What intrigues me most of all, though, is that Paul Kroll's dictionary connects sū 酥 with Central Asian Turkic kaymak, a dairy product, and an Iranian term for fat.  Here's the entry from Kroll's dictionary (p. 432b):

    1. (med[ieval]) kaymak, clotted cream; butterfat (< Iran. fšu-, fat, fatty matter, as in fšutā-, cheese).

Here are the linguistic portions of the entry on "kaymak" from Wikipedia:

Kaymak is a creamy dairy product similar to clotted cream, made from the milk of water buffalos, cows, sheep, or goats in Central Asia, some Balkan countries, some Caucasus countries, Turkic regions, Iran and Afghanistan.

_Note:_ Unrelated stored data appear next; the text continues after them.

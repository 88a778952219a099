use fleet_core::Config;
use std::path::Path;

const SAMPLE_CONFIG: &str = r#"# compas-fleet configuration

# Azure resource group for the run; generated when omitted.
resource_group: compasgrid01
location: centralus

# Pool size. Reduced to the number of jobs when larger.
executors: 3

# Seconds between completion checks.
poll_interval_secs: 300

# direct: every VM gets a public IP.
# bootstrap: only the first VM is public, the rest are reached through it.
topology: direct

# HTML snapshot of every job, rewritten on each poll cycle.
status_page: ./status.html

vm:
  image: UbuntuLTS
  admin_username: ops
  size: Basic_A0
  storage_sku: Standard_LRS
  public_key_path: ~/.ssh/id_rsa.pub
  private_key_path: ~/.ssh/id_rsa

jobs:
  executable: ./COMPAS
  # One COMPAS command line per line.
  commands_file: ./commands.txt
  output_root: .
  result_files:
    - initialParameters.txt
    - mergingParameters.txt
    - formationHistory.txt
"#;

pub async fn run(path: bool, init: bool) -> anyhow::Result<()> {
    if path {
        println!("{}", Config::default_path().display());
        return Ok(());
    }

    if init {
        let config_path = Config::default_path();
        if config_path.exists() {
            println!("Config already exists at: {}", config_path.display());
            println!("Remove it first if you want to reinitialize.");
            return Ok(());
        }

        if let Some(parent) = config_path.parent() {
            std::fs::create_dir_all(parent)?;
        }
        std::fs::write(&config_path, SAMPLE_CONFIG)?;
        println!("Sample config written to: {}", config_path.display());
        return Ok(());
    }

    let config_path = Config::default_path();
    if config_path.exists() {
        let config = Config::load_from(&config_path)?;
        print!("{}", describe(&config_path, &config));
    } else {
        println!("No config at {}", config_path.display());
        println!("Run `compas-fleet config --init` to create one.");
    }

    Ok(())
}

/// Settings that decide the shape of a run, one per line.
fn describe(path: &Path, config: &Config) -> String {
    let group = if config.group_generated {
        format!("{} (generated)", config.resource_group())
    } else {
        config.resource_group().to_string()
    };
    let rows = [
        ("Config", path.display().to_string()),
        ("Resource group", group),
        ("Location", config.location.clone()),
        ("Executors", config.executors.to_string()),
        ("Topology", config.topology.to_string()),
        ("Poll interval", format!("{}s", config.poll_interval_secs)),
        ("VM size", config.vm.size.clone()),
        ("Commands", config.jobs.commands_file.display().to_string()),
    ];
    rows.iter()
        .map(|(label, value)| format!("{:<16}{}\n", format!("{}:", label), value))
        .collect()
}

#[cfg(test)]
mod tests {
    use super::*;

    #[test]
    fn test_sample_config_parses() {
        let config = Config::from_yaml(SAMPLE_CONFIG).unwrap();
        assert_eq!(config.resource_group(), "compasgrid01");
        assert_eq!(config.executors, 3);
        assert_eq!(config.jobs.result_files.len(), 3);
    }

    #[test]
    fn test_describe_aligns_values() {
        let config = Config::from_yaml(SAMPLE_CONFIG).unwrap();
        let text = describe(Path::new("/home/ops/fleet.yaml"), &config);
        let lines: Vec<&str> = text.lines().collect();

        assert_eq!(lines[0], "Config:         /home/ops/fleet.yaml");
        assert_eq!(lines[1], "Resource group: compasgrid01");
        assert_eq!(lines[3], "Executors:      3");
        assert!(lines.iter().all(|l| l.len() > 16 && &l[15..16] == " "));
    }
}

The word kaymak has Central Asian Turkic origins, possibly formed from the verb kaymak, which means melt and molding of metal in Turkic. The first written records of the word kaymak is in the well-known book of Mahmud al-Kashgari, Dīwān Lughāt al-Turk. The word remains as kaylgmak in Mongolian, and with small variations in Turkic languages as qaymaq in Azerbaijani, qaymoq in Uzbek, қаймақ in Kazakh and Shor, каймак in Kyrgyz, kaymak in Turkish, gaýmak in Turkmen, კაიმაღი (kaimaghi) in Georgian, and καϊμάκι (kaïmáki) in Greek.

(source)

From Jonathan Skaff:

On sū 酥 as kaymak, see Edward Shafer’s chapter in K. C. Chang’s Food in Chinese Culture and Keith Knapp’s article in the most recent volume of Early Medieval China. You also can obtain a feel for its “soft, satiny and limp” texture by watching this Turkish woman’s YouTube lesson on kaymak preparation.

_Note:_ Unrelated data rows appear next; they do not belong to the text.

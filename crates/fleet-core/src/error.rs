use thiserror::Error;

#[derive(Error, Debug)]
pub enum FleetError {
    #[error("Provisioning failed: {0}")]
    Provisioning(String),

    #[error("File transfer failed: {0}")]
    Transfer(String),

    #[error("Status query failed: {0}")]
    StatusQuery(String),

    #[error("SSH connection failed: {0}")]
    SshConnection(String),

    #[error("SSH command failed: {0}")]
    SshCommand(String),

    #[error("Remote command exited with status {status}: {stderr}")]
    Command { status: i32, stderr: String },

    #[error("Configuration error: {0}")]
    Config(String),

    #[error("No executors available: {0}")]
    NoExecutors(String),

    #[error("IO error: {0}")]
    Io(#[from] std::io::Error),

    #[error("YAML error: {0}")]
    Yaml(#[from] serde_yaml::Error),
}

From Jinyi Cai, an excellent pastry chef:

As for the term “sū 酥”, it is certainly very interesting. When I think of it in terms of baking or cooking, it does refer to the flaky, crispy, and crumbly texture specifically. Pie is the typical Western example of sū 酥. Traditional Chinese desserts, such as liúlián sū 榴莲酥 ("durian dessert / crisp"), sū pí dàntà 酥皮蛋挞 ("crispy egg tart"), qiān céng sū 千层酥 ("mille feuille; millefeuille; puff pastry; thousand layers crispy dessert"), are all very popular even nowadays. These all have the flaky and crispy texture. The process of making sū 酥 is interesting too and it correlates to the Central Asian Turkic term, since you need to layer fat (animal fat, butter mostly) on top of the flour layer, then fold it, then repeat many times in order to get the many layers of crispy texture. It definitely makes sense for the term “kaymak” to refer to cream or butterfat.

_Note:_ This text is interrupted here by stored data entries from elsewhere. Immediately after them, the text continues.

use anyhow::Result;
use clap::{Parser, Subcommand};
use std::path::PathBuf;
use tracing_subscriber::EnvFilter;

mod commands;
mod dispatch;

#[derive(Parser)]
#[command(name = "compas-fleet")]
#[command(about = "Run COMPAS batch jobs across a pool of Azure VMs", long_about = None)]
struct Cli {
    /// Log every remote command and file transfer
    #[arg(short, long, global = true)]
    verbose: bool,

    #[command(subcommand)]
    command: Commands,
}

#[derive(Subcommand)]
enum Commands {
    /// Provision the pool, run every job, collect results and tear down
    Run {
        /// Config file (defaults to the per-user config path)
        #[arg(short, long)]
        config: Option<PathBuf>,

        /// Delete the resource group if the run fails (kept by default)
        #[arg(long)]
        teardown_on_failure: bool,
    },

    /// Delete the resource group and everything in it
    Teardown {
        /// Config file (defaults to the per-user config path)
        #[arg(short, long)]
        config: Option<PathBuf>,

        /// Resource group to delete, overriding the config
        #[arg(short, long)]
        resource_group: Option<String>,
    },

    /// Show or initialise the config file
    Config {
        /// Print the default config path and exit
        #[arg(long)]
        path: bool,

        /// Write a sample config to the default path
        #[arg(long)]
        init: bool,
    },
}

fn init_logging(verbose: bool) {
    let default = if verbose { "debug" } else { "info" };
    let filter = EnvFilter::try_from_default_env().unwrap_or_else(|_| EnvFilter::new(default));
    tracing_subscriber::fmt().with_env_filter(filter).init();
}

#[tokio::main]
async fn main() -> Result<()> {
    let cli = Cli::parse();
    init_logging(cli.verbose);

    use Commands::*;

    match cli.command {
        Run {
            config,
            teardown_on_failure,
        } => {
            let config = commands::load_config(config.as_deref())?;
            commands::run::run(&config, teardown_on_failure).await?;
        }
        Teardown {
            config,
            resource_group,
        } => {
            commands::teardown::run(config.as_deref(), resource_group).await?;
        }
        Config { path, init } => {
            commands::config::run(path, init).await?;
        }
    }

    Ok(())
}

#[cfg(test)]
mod tests {
    use super::*;

    #[test]
    fn test_failed_run_keeps_group_unless_asked() {
        let cli = Cli::try_parse_from(["compas-fleet", "run"]).unwrap();
        assert!(matches!(
            cli.command,
            Commands::Run {
                teardown_on_failure: false,
                ..
            }
        ));

        let cli =
            Cli::try_parse_from(["compas-fleet", "run", "--teardown-on-failure"]).unwrap();
        assert!(matches!(
            cli.command,
            Commands::Run {
                teardown_on_failure: true,
                ..
            }
        ));
    }

    #[test]
    fn test_keep_on_failure_not_accepted() {
        assert!(Cli::try_parse_from(["compas-fleet", "run", "--keep-on-failure"]).is_err());
    }
}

As I think of it more thoroughly, I wonder what Chinese people used to make sū 酥 in ancient times, since butter wouldn’t have been available back then. I looked it up and couldn’t find any recipe to make sū 酥 without using butter or animal fat. This makes me wonder. Did people use something else to make sū 酥, maybe alcohol and grains? The Chinese character sū 酥 simply can be divided into two parts: the left yǒu 酉 and the right hé 禾. 酉 is alcohol* and 禾 is grain. But then I also think of the regional food / drink sūyóuchá 酥油茶 (buttered tea) that people in Xinjiang and Tibet drink. I am not sure of the history and origin of sūyóuchá 酥油茶 and whether it came before Chinese people started making sū 酥 desserts and food. I don’t think the making of sūyóuchá 酥油茶 buttered tea) involves alcohol. It’s a very interesting topic for sure!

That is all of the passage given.